Windows NT was originally called NT OS/2, because it was originally going to be Microsoft OS/2 3.0. Part way through development – but at which point Cutler and his team had already got the basics of the OS up and running on Microsoft Jazz workstations (in-house Microsoft workstation design using Intel i860 RISC CPUs) – Microsoft and IBM had a falling out and there was a change of strategy, instead of NT providing a 32-bit OS/2 API, they'd extend the 16-bit Windows 3.x API to 32-bit and use that. So I doubt Cutler would take "extreme umbrage" at something which was the plan at the time he was hired, and remained the plan through the first year or two of NT's development.
> The personalities became containers which is just the windows version of common subsystem virtualization.
Containers and virtualization are (at least somewhat) successors to personalities / environment subsystems in terms of the purpose they serve – but in terms of the actual implementation architecture, they are completely different.
https://learn.microsoft.com/en-us/virtualization/windowscont...
https://learn.microsoft.com/en-us/windows/win32/procthread/j...
Correcting myself: Microsoft Jazz machines used MIPS not i860; the i860 machines were Microsoft Dazzle
NT for MIPS actually ended up shipping for customers; I believe NT for i860 was abandoned as soon as the MIPS port was usable
This was obviously due to the divorce, but also that the Cruiser API wasn't finalized.
> Our initial OS/2 API set centers around the evolving 32-bit Cruiser, or OS/2 2.0 API set. (The design of Cruiser APIs is being done in parallel with the NT OS/2 design.)
...
> Given the nature of OS/2 design (the joint development agreement), we have had little success in influencing the design of the 2.0 APIs so that they are portable and reasonable to implement on non-x86 systems.
Interestingly it does mention 32-bit OS/2 API support (Dos32* APIs). I’m not sure if this was just a plan never implemented or if they did implement it but pulled it out before shipping NT 3.1.
I now realise Microsoft did ship a beta SDK for OS/2 2.0 - but the last Microsoft pre-release of OS/2 2.0 is missing a lot of stuff compared to the final IBM OS/2 release - most notably the Workplace Shell (WPS). IBM originally planned to ship WPS as part of OfficeVision for OS/2 and only moved it into the core OS/2 product rather late in the 2.0 development cycle.
There are some very tiny points, but this is easily very best to date. ( I started with Rhapsody, and Linux in swedish, and NT 3.1 )( Ran MKLinux on a 7100, but never got accelerated video to work. )

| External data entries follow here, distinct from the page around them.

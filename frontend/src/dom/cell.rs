use monthpicker_core::constants::{BASE_DAY_CLASS, SELECTED_CLASS};
use monthpicker_core::{CellClass, DateKey, DayCell};
use tracing::debug;
use web_sys::HtmlButtonElement;

/// A day button in the panel plus the key it currently shows.
pub struct WebDayCell {
    element: HtmlButtonElement,
    key: Option<DateKey>,
    class: CellClass,
}

impl WebDayCell {
    pub fn new(element: HtmlButtonElement) -> Self {
        Self {
            element,
            key: None,
            class: CellClass::Plain,
        }
    }

    fn write_data(&self, key: DateKey) {
        let day = key.day.to_string();
        for (name, value) in [("data-date", key.to_string()), ("data-day", day)] {
            if let Err(err) = self.element.set_attribute(name, &value) {
                debug!(target: "monthpicker", ?err, name, "day attribute rejected");
            }
        }
    }
}

impl DayCell for WebDayCell {
    fn date_key(&self) -> Option<DateKey> {
        self.key
    }

    fn class(&self) -> CellClass {
        self.class
    }

    fn assign(&mut self, key: DateKey, class: CellClass) {
        self.write_data(key);

        let class_name = match class.css_class() {
            Some(extra) => format!("{BASE_DAY_CLASS} {extra}"),
            None => BASE_DAY_CLASS.to_string(),
        };
        self.element.set_class_name(&class_name);

        // Placeholders stay blank and unfocusable
        if class.is_interactive() {
            self.element.set_text_content(Some(&key.day.to_string()));
            self.element.set_disabled(false);
        } else {
            self.element.set_text_content(None);
            self.element.set_disabled(true);
        }

        self.key = Some(key);
        self.class = class;
    }

    fn set_selected(&mut self, selected: bool) {
        let result = if selected {
            self.element.class_list().add_1(SELECTED_CLASS)
        } else {
            self.element.class_list().remove_1(SELECTED_CLASS)
        };
        if let Err(err) = result {
            debug!(target: "monthpicker", ?err, "selected class rejected");
        }
        self.class = if selected { CellClass::Selected } else { CellClass::Plain };
    }
}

The keystone is the code signing system. It's what allows apps to be granted permissions, or to be sandboxed, and for that to actually stick. Apple doesn't use ELF like most UNIXs do, they use a format called Mach-O. The differences between ELF and Mach-O aren't important except for one: Mach-O supports an extra section containing a signed code directory. The code directory contains a series of hashes over code pages. The kernel has some understanding of this data structure and dyld can associate it with the binary or library as it gets loaded. XNU checks the signature over the code directory and the VMM subsystem then hashes code pages as they are loaded on demand, verifying the hashes match the signed hash in the directory. The hash of the code directory therefore can act as a unique identifier for any program in the Apple ecosystem. There's a bug here: the association hangs off the Mach vnode structure so if you overwrite a signed binary and then run it the kernel gets upset and kills the process, even if the new file has a valid signature. You have to actually replace the file as a whole for it to recognize the new situation.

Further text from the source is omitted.